How fractional ownership is bringing iconic objects from the real world to the public


Fractional ownership has become a hot topic in the decentralized world. Now that many industries have integrated blockchain technology, what are the latest industries that are jumping on the bandwagon trend? How can you improve accessibility to the high-end collectibles market? Read on to find out.

Driven by the rapid adoption of blockchain technology, the concept of fractional ownership has seen a recent surge in usage and familiarity on the world stage. As a result, what was once an idea understood primarily by those who trade the stock market is now part of the vernacular of newcomers to the world of investments and cryptocurrencies.

The world is just starting to get used to the idea of ​​ownership of digital assets through NFTs, but normally such ownership would belong to only one buyer at a time. Last March, history was made when a Beeple NFT was sold for $69 million to collector MetaKoven. While attention was drawn to the price, it was also interesting that MetaKoven had purchased several of Beeple’s works prior to the record breaking piece, only to split ownership into blockchain-based tokens and then sell them to the public. It was a prime example of fracturing a digital asset, and we are about to see many more such investment opportunities in the years to come.

In addition to NFTs, the aviation space is also making waves by using fractional ownership to offer flight-on-demand services to multiple unique luxury aircraft investors. For example, VoltAero, a French developer of hybrid and electric aircraft, has launched a fractional ownership program for its five-seat Cassio 330, which will eventually be followed by two later models with more seats. Jean Botti, former Airbus CTO, commented: “Cassio will usher in a new era of highly sustainable air travel in Europe with on-demand flight services for those who join our fractional share ownership.”

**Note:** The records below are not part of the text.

//! Row-wise stacking of registered files.

use crate::progress::{self, ProgressSink};
use crate::table::{concat_each, Table, Value};

use super::{ColumnsMode, VerticalOptions, SOURCE_COLUMN};

/// Output schema for stacking `tables`.
///
/// Union keeps every column in first-appearance order; intersection keeps
/// the columns every table shares, in the first table's order.
pub fn output_columns(tables: &[&Table], mode: ColumnsMode) -> Vec<String> {
    let mut columns: Vec<String> = Vec::new();
    match mode {
        ColumnsMode::Union => {
            for table in tables {
                for name in table.columns() {
                    if !columns.contains(name) {
                        columns.push(name.clone());
                    }
                }
            }
        }
        ColumnsMode::Intersection => {
            if let Some((first, rest)) = tables.split_first() {
                columns = first
                    .columns()
                    .iter()
                    .filter(|name| rest.iter().all(|t| t.has_column(name)))
                    .cloned()
                    .collect();
            }
        }
    }
    columns
}

/// Stacks `sources` (display name, table) in order.
///
/// With `include_source`, a `_source_file` column naming each row's file
/// is placed last, after the column set has been narrowed.
pub fn merge_vertical(sources: &[(&str, &Table)], options: &VerticalOptions) -> Table {
    merge_vertical_with_progress(sources, options, None)
}

/// `merge_vertical`, reporting to `progress` once per file stacked.
pub fn merge_vertical_with_progress(
    sources: &[(&str, &Table)],
    options: &VerticalOptions,
    progress: Option<&dyn ProgressSink>,
) -> Table {
    let tables: Vec<&Table> = sources.iter().map(|(_, table)| *table).collect();
    let mut columns = output_columns(&tables, options.columns_mode);
    if options.include_source {
        columns.retain(|name| name != SOURCE_COLUMN);
    }

    let total = sources.len() as u64;
    let merged = concat_each(&tables, &columns, |idx| {
        let name = sources.get(idx).map_or("", |(name, _)| *name);
        progress::report(progress, idx as u64 + 1, total, &format!("Stacked {}", name));
    });
    if !options.include_source {
        return merged;
    }

    let origins: Vec<Value> = sources
        .iter()
        .flat_map(|(name, table)| {
            std::iter::repeat(Value::Str((*name).to_string())).take(table.row_count())
        })
        .collect();
    merged.with_column(SOURCE_COLUMN, origins)
}

#[cfg(test)]
mod tests {
    use super::*;
    use crate::progress::testing::RecordingProgress;

    fn people() -> Table {
        Table::from_rows(
            vec!["id".into(), "name".into()],
            vec![
                vec![Value::Int(1), "Ana".into()],
                vec![Value::Int(2), "Bo".into()],
            ],
        )
    }

    fn contacts() -> Table {
        Table::from_rows(
            vec!["email".into(), "id".into()],
            vec![vec!["c@x.io".into(), Value::Int(3)]],
        )
    }

    #[test]
    fn test_union_fills_missing_with_null() {
        let (a, b) = (people(), contacts());
        let merged = merge_vertical(&[("a.csv", &a), ("b.csv", &b)], &VerticalOptions::default());
        assert_eq!(merged.columns(), &["id", "name", "email"]);
        assert_eq!(merged.row_count(), 3);
        assert_eq!(
            merged.rows()[2],
            vec![Value::Int(3), Value::Null, Value::Str("c@x.io".into())]
        );
        assert_eq!(merged.rows()[0][2], Value::Null);
    }

    #[test]
    fn test_intersection_with_source_column() {
        let (a, b) = (people(), contacts());
        let options = VerticalOptions {
            columns_mode: ColumnsMode::Intersection,
            include_source: true,
        };
        let merged = merge_vertical(&[("a.csv", &a), ("b.csv", &b)], &options);
        assert_eq!(merged.columns(), &["id", "_source_file"]);
        let origins: Vec<&Value> = merged.column_values(1).collect();
        assert_eq!(
            origins,
            vec![
                &Value::Str("a.csv".into()),
                &Value::Str("a.csv".into()),
                &Value::Str("b.csv".into())
            ]
        );
    }

    #[test]
    fn test_row_count_conserved_in_every_mode() {
        let (a, b) = (people(), contacts());
        for mode in [ColumnsMode::Union, ColumnsMode::Intersection] {
            for include_source in [false, true] {
                let options = VerticalOptions {
                    columns_mode: mode,
                    include_source,
                };
                let merged = merge_vertical(&[("a", &a), ("b", &b), ("a2", &a)], &options);
                assert_eq!(merged.row_count(), 5);
            }
        }
    }

    #[test]
    fn test_existing_source_column_not_duplicated() {
        let tagged = people().with_constant_column(SOURCE_COLUMN, "old".into());
        let options = VerticalOptions {
            columns_mode: ColumnsMode::Union,
            include_source: true,
        };
        let merged = merge_vertical(&[("new.csv", &tagged)], &options);
        assert_eq!(merged.columns(), &["id", "name", "_source_file"]);
        assert_eq!(merged.rows()[0][2], Value::Str("new.csv".into()));
    }

    #[test]
    fn test_progress_reported_per_stacked_file() {
        let (a, b) = (people(), contacts());
        let progress = RecordingProgress::default();
        let merged = merge_vertical_with_progress(
            &[("a.csv", &a), ("b.csv", &b)],
            &VerticalOptions::default(),
            Some(&progress),
        );
        assert_eq!(merged.row_count(), 3);
        assert_eq!(
            progress.snapshot(),
            vec![
                (1, 2, "Stacked a.csv".to_string()),
                (2, 2, "Stacked b.csv".to_string()),
            ]
        );
    }
}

The critical aspect of NFTs is their ability to be used to establish authenticity and transfer of rights. Therefore, there is a window of opportunity for entrepreneurs looking for new industries in which to innovate through the power of NFTs and blockchain technology. For example, traditional and digital real estate in the Metaverse have been some of the main spaces that have allowed NFTs to drive the incorporation of fractional ownership in the modern world. Right now, deeds serve the function of representing ownership of property in the real world. However, now that NFTs can also be used to represent real-life property ownership, there is potential for NFTs to bypass trusted intermediaries in property purchases, such as title insurance companies, security deposits and lawyers. Also, since investing in real estate can require substantial financing, some entrepreneurs use NFTs and cryptocurrencies to raise capital for their projects. For example, in 2018, the St. Regis Aspen Resort sold an 18.9% ownership interest in the hotel through the sale of “Aspen Coins” tokens, which could be purchased with US dollars, Bitcoin, or Ethereum.

A new alternative asset exchange has recently entered the Web3 stage: Jupiter Exchange. By digitizing and fractionating iconic real-world assets on the blockchain, the platform enables passionate collectors to own a piece of memorabilia previously reserved for only a select few. Additionally, Jupiter sets itself apart from other alternative asset exchanges by adding liquidity to selected assets and creating a much larger pool of sellers and buyers.

Jupiter Marketplace creates iconic products such as unique NFTs, which are then fractionated into a number of ownership tokens of equal value. Once the ownership tokens are sold, they can be traded on the Jupiter Exchange with a real-time pricing model. Whether you are a passionate collector or a retail investor looking to diversify your portfolio, Jupiter Exchange is the platform to consider. Having recently raised $5 million in seed funding, Jupiter Exchange is launching very soon.

Collecting comes with various challenges, and Jupiter Exchange aims to reduce the pain points of collectors. Even high-profile people like Logan Paul, the NFT/Pokémon card collector, found themselves scammed after paying $3.5 million for what he thought was a “sealed and authenticated box of first edition Pokémon cards,” only to find out that wasn’t the case. Interestingly, the box had been validated as authentic by the Baseball Card Exchange. Bolillo Lajan San, the well-known and respected card collector who sold him the box, also believed it to be legitimate, clearly demonstrating the need for NFTs in the world of physical and digital collectibles.